[[ Entries shown open ]]

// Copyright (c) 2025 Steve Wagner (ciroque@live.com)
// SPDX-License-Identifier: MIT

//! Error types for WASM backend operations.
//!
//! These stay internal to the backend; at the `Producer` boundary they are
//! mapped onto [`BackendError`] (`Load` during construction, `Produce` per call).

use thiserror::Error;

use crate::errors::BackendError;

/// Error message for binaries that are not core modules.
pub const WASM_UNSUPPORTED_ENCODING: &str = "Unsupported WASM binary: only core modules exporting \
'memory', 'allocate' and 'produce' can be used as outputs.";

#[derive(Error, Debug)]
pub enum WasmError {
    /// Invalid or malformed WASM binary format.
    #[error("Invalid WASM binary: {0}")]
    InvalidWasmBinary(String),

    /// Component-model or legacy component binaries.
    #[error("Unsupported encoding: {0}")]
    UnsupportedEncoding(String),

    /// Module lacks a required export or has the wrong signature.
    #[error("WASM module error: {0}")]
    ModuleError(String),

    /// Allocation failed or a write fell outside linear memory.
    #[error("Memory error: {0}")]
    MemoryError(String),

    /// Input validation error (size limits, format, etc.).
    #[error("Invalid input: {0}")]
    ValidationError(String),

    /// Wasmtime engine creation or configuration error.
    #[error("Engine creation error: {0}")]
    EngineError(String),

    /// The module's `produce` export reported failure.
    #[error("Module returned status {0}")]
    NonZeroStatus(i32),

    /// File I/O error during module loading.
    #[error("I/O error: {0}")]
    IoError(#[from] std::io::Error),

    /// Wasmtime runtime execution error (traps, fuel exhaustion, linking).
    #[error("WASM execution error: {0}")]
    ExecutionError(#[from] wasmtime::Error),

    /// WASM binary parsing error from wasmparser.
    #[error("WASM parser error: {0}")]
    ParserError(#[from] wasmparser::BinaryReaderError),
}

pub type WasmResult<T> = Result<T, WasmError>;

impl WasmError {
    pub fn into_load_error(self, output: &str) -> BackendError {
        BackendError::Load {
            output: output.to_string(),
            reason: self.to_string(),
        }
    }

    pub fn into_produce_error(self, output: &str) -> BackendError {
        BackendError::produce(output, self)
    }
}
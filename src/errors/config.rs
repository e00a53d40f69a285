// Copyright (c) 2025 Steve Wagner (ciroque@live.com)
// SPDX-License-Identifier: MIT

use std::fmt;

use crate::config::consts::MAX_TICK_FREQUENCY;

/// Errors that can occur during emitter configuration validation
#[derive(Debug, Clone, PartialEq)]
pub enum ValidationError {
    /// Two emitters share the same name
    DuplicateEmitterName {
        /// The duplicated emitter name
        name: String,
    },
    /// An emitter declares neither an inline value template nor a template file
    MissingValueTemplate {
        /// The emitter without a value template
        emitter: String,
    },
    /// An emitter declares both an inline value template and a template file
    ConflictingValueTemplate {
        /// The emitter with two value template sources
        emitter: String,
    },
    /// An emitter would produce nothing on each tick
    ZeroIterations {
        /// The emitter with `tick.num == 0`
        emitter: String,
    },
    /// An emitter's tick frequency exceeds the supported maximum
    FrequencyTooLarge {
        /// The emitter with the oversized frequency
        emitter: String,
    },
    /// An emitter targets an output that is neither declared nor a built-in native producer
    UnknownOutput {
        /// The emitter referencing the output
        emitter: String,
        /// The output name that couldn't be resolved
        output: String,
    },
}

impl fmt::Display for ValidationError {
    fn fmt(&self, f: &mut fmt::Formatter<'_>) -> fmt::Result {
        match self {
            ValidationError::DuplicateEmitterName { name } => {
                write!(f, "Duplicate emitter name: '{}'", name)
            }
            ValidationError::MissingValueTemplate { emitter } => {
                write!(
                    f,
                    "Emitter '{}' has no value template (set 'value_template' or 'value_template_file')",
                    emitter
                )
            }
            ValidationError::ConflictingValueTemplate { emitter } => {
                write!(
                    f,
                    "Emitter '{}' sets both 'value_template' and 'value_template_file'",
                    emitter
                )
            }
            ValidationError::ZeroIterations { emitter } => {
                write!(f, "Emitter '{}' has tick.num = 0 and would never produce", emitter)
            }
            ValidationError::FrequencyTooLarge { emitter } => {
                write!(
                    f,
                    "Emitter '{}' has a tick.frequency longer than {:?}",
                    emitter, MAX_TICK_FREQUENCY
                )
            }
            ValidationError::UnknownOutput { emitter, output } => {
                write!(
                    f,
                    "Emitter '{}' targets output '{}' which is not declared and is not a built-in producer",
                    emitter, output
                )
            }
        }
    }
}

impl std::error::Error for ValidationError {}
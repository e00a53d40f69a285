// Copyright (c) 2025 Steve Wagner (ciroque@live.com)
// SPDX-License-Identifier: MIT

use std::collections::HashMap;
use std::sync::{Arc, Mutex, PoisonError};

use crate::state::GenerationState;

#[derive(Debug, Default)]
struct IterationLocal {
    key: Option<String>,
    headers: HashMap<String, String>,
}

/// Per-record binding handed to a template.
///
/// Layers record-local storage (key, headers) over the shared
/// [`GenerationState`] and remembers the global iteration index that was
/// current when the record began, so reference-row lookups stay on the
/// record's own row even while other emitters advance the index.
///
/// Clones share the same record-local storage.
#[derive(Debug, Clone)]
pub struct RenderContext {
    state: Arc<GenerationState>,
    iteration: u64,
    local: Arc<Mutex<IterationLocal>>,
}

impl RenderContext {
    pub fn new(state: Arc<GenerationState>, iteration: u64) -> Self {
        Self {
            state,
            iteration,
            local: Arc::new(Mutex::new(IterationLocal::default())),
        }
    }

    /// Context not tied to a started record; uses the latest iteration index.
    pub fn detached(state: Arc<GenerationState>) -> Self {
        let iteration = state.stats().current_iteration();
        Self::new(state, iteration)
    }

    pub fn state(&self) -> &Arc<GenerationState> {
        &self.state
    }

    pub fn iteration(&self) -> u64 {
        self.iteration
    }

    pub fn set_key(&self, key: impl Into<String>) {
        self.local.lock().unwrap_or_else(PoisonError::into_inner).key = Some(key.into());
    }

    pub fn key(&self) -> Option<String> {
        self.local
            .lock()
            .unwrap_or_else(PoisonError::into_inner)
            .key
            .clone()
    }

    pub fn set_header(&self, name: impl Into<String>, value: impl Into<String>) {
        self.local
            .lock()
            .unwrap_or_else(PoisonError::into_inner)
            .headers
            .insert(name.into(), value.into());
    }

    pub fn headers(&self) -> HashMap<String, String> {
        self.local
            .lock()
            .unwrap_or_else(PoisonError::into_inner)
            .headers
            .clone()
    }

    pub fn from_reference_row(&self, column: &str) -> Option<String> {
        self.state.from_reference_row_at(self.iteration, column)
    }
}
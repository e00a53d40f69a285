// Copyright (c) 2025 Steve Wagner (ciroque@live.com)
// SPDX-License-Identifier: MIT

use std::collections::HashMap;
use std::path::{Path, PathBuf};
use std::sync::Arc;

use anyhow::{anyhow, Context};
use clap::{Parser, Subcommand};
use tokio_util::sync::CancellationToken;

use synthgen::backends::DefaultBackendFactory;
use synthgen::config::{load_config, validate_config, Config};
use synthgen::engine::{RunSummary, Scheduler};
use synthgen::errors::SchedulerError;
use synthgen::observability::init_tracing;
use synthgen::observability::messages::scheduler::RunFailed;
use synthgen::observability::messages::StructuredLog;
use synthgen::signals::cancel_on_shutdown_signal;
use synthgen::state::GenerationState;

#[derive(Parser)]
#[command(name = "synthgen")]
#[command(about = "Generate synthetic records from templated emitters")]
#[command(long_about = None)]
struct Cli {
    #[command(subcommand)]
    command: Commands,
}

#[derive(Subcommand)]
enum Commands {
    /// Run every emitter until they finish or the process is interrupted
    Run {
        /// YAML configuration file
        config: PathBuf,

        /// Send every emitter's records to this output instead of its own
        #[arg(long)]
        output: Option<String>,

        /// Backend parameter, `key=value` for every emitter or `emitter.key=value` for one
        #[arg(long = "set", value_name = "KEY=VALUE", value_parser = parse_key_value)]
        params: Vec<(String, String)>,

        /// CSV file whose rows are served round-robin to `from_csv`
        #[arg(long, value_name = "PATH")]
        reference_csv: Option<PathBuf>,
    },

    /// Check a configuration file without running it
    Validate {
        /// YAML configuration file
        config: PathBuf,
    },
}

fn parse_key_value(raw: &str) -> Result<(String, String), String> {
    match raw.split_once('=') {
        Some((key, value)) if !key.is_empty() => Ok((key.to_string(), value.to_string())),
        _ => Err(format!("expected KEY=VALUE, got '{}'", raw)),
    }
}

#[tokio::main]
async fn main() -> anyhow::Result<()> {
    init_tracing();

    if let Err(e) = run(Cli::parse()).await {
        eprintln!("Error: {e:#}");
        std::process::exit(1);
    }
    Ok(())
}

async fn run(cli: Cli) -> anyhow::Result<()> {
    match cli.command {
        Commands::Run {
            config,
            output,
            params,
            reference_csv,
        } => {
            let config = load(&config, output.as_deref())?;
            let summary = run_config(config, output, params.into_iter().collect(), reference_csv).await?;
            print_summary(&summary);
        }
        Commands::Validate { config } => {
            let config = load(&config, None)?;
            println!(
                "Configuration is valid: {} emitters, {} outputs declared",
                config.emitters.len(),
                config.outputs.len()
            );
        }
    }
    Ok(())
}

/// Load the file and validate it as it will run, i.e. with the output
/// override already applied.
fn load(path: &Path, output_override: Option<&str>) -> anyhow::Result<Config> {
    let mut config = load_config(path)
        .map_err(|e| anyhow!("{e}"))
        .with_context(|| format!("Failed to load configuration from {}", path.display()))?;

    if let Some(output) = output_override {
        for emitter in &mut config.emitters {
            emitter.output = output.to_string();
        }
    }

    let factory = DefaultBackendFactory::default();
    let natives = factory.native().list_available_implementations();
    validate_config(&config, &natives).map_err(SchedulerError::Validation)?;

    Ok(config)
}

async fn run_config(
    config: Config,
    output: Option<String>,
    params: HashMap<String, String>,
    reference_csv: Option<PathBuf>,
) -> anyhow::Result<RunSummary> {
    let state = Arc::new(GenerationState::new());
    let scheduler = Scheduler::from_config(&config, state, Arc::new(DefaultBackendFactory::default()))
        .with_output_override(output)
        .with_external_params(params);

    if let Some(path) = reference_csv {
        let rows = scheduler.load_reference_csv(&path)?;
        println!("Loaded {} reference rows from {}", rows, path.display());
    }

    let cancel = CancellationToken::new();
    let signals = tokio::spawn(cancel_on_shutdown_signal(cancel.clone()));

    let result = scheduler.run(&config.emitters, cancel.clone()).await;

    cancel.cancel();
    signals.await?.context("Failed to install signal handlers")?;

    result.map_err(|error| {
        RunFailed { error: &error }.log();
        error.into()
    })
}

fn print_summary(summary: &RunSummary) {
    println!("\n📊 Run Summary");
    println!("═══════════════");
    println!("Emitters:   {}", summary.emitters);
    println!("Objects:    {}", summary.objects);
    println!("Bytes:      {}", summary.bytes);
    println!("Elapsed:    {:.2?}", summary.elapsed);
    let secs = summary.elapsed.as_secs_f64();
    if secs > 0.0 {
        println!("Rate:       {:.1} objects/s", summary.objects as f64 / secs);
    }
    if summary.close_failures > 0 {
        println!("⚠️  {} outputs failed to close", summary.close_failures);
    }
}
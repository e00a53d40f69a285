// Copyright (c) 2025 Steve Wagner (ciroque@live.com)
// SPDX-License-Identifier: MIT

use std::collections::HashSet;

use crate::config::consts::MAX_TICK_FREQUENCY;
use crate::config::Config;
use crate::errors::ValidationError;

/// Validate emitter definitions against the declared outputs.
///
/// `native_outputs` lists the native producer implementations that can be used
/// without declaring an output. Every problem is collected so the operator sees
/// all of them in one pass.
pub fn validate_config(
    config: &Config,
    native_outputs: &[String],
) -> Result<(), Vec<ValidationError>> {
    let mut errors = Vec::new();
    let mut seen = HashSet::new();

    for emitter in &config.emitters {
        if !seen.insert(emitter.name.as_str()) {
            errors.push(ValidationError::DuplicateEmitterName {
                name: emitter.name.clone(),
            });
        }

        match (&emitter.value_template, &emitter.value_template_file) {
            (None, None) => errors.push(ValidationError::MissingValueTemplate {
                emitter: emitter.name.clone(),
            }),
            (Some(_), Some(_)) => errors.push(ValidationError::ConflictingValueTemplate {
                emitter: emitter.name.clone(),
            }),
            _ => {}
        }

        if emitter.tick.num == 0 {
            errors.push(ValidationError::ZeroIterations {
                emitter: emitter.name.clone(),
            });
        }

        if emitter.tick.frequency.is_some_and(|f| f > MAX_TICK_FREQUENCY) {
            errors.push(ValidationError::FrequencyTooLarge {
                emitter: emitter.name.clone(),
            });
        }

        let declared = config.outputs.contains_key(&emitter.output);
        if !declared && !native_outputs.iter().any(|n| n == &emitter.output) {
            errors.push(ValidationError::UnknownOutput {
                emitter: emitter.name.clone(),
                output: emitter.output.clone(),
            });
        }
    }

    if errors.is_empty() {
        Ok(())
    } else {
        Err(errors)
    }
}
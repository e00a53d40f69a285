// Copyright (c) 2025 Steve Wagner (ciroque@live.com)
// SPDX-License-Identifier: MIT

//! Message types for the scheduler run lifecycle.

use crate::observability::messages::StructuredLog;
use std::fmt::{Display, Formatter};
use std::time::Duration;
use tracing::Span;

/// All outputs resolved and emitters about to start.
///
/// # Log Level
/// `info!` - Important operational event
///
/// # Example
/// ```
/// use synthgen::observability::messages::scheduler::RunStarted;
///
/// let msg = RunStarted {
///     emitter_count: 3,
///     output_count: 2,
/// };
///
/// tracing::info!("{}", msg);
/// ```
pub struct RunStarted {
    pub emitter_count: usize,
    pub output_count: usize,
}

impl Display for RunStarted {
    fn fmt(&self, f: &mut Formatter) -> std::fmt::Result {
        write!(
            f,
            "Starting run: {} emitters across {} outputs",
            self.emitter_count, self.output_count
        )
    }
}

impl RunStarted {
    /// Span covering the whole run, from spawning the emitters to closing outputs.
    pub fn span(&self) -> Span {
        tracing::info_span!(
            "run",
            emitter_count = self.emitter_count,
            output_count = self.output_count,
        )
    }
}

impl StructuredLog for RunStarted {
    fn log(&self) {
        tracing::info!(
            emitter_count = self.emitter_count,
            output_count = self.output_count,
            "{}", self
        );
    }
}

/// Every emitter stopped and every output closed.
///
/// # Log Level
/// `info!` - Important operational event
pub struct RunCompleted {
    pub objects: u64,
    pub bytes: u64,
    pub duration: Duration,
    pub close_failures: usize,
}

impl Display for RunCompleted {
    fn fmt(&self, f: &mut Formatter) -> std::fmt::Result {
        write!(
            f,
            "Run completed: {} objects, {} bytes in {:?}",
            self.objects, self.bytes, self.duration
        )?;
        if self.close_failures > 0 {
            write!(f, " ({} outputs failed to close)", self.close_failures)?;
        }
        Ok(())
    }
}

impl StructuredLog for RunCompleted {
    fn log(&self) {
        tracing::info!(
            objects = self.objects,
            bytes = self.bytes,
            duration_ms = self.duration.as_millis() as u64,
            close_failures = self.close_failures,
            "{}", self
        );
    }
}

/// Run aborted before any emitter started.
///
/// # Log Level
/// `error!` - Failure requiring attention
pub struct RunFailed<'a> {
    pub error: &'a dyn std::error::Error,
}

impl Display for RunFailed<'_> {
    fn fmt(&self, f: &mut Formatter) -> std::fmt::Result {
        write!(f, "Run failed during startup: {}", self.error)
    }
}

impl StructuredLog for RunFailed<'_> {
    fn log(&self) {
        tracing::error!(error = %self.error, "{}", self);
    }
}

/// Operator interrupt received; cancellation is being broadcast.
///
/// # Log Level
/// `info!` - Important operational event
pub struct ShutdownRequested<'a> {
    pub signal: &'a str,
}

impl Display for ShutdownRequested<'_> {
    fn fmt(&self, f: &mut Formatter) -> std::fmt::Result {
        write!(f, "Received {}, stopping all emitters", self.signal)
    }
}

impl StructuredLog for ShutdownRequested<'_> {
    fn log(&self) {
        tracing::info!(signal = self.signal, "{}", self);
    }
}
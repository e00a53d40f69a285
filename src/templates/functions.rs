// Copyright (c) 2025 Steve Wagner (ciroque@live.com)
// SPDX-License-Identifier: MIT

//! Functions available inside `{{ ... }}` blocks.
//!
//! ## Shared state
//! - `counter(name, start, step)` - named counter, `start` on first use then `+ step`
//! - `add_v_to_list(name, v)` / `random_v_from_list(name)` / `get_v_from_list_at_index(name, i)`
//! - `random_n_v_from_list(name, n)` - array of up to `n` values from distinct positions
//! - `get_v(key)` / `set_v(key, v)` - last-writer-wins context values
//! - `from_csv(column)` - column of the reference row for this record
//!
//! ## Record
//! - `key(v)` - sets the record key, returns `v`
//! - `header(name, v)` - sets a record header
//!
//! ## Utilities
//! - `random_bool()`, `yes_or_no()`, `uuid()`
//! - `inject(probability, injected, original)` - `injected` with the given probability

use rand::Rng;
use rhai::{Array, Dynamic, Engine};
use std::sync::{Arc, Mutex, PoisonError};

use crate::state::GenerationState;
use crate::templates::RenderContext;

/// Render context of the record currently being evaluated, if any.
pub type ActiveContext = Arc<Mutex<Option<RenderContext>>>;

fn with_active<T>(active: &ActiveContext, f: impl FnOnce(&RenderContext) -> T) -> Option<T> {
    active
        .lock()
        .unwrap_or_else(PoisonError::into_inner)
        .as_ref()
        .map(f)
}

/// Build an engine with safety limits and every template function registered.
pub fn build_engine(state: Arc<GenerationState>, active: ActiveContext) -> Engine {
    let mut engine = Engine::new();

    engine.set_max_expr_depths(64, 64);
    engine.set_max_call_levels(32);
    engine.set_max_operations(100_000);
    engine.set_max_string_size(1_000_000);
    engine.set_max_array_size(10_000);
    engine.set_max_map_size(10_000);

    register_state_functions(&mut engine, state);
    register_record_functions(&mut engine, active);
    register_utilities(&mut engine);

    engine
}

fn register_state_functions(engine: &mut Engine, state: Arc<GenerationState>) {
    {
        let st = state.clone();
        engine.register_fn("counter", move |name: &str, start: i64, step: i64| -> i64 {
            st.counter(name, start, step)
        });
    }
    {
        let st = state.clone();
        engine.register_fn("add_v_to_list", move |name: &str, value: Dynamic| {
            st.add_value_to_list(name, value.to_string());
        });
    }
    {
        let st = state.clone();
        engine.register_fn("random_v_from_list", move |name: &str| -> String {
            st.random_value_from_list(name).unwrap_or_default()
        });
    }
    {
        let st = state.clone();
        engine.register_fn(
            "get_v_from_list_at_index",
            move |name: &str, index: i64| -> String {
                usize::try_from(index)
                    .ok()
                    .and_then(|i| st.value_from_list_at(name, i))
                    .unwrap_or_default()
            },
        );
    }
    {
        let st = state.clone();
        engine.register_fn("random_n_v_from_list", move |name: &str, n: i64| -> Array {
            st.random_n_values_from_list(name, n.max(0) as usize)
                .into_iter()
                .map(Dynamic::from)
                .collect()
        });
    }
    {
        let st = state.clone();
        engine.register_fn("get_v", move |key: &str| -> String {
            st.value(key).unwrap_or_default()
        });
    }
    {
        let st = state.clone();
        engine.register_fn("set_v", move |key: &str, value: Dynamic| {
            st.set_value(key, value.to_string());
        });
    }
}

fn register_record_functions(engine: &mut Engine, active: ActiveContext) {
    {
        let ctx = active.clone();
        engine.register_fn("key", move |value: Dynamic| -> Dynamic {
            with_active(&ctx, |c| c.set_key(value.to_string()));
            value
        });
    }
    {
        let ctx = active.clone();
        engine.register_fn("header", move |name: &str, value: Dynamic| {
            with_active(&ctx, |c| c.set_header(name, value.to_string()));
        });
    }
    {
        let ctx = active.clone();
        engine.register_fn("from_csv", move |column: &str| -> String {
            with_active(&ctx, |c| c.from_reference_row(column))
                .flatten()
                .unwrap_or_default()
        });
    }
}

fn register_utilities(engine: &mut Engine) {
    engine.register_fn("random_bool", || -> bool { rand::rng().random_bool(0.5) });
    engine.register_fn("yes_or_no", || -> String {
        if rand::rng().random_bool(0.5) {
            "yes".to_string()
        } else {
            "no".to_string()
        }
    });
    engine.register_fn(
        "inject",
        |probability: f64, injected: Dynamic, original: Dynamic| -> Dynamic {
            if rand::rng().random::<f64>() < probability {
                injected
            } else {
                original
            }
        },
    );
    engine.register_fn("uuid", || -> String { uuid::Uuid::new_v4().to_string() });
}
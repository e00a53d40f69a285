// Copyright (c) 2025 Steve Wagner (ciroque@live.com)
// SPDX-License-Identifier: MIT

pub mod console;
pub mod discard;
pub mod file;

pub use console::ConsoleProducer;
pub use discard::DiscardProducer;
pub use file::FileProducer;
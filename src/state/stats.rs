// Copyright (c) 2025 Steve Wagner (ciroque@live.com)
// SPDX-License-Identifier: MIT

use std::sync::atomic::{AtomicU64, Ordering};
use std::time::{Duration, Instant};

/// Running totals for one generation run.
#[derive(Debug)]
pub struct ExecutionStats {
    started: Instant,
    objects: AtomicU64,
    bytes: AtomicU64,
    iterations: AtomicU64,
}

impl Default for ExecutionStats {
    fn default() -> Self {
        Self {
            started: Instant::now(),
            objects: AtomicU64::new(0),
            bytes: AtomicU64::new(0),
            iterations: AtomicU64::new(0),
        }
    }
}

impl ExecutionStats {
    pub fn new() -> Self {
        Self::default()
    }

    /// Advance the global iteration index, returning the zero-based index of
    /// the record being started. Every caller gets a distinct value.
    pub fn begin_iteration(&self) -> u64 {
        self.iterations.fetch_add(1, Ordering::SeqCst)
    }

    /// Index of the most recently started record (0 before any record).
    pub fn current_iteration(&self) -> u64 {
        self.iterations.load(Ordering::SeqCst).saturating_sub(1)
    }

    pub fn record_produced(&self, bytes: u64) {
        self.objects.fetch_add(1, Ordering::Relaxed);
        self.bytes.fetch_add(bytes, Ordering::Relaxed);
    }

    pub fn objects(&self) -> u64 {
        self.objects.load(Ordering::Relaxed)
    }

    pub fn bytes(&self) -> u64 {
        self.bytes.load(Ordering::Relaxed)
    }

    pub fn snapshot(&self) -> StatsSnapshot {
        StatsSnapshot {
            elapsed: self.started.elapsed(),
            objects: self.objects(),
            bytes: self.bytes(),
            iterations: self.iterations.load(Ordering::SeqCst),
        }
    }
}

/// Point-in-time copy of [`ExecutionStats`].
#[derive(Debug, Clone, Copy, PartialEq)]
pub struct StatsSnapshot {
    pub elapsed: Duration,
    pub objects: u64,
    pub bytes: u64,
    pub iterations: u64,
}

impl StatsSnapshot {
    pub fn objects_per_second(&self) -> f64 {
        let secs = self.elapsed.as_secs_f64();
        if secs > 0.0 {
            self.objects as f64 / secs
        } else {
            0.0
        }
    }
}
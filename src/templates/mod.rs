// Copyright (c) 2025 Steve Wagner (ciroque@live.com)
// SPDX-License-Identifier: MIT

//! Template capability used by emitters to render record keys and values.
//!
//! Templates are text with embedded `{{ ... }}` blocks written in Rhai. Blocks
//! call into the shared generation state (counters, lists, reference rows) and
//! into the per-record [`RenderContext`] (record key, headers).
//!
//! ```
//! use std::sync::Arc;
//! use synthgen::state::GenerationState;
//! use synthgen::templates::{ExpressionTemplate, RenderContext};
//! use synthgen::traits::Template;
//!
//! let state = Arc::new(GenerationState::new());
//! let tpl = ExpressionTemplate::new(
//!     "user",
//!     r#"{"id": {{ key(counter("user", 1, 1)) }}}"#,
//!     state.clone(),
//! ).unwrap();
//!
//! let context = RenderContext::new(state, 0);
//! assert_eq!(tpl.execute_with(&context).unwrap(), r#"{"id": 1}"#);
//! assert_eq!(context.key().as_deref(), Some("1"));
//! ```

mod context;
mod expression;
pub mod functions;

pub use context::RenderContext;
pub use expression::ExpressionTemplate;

[[ Entries shown closed ]]

Using the material above, gather every line that includes "limits".

◆ Output of the exercise ◆
    /// Input validation error (size limits, format, etc.).
/// Build an engine with safety limits and every template function registered.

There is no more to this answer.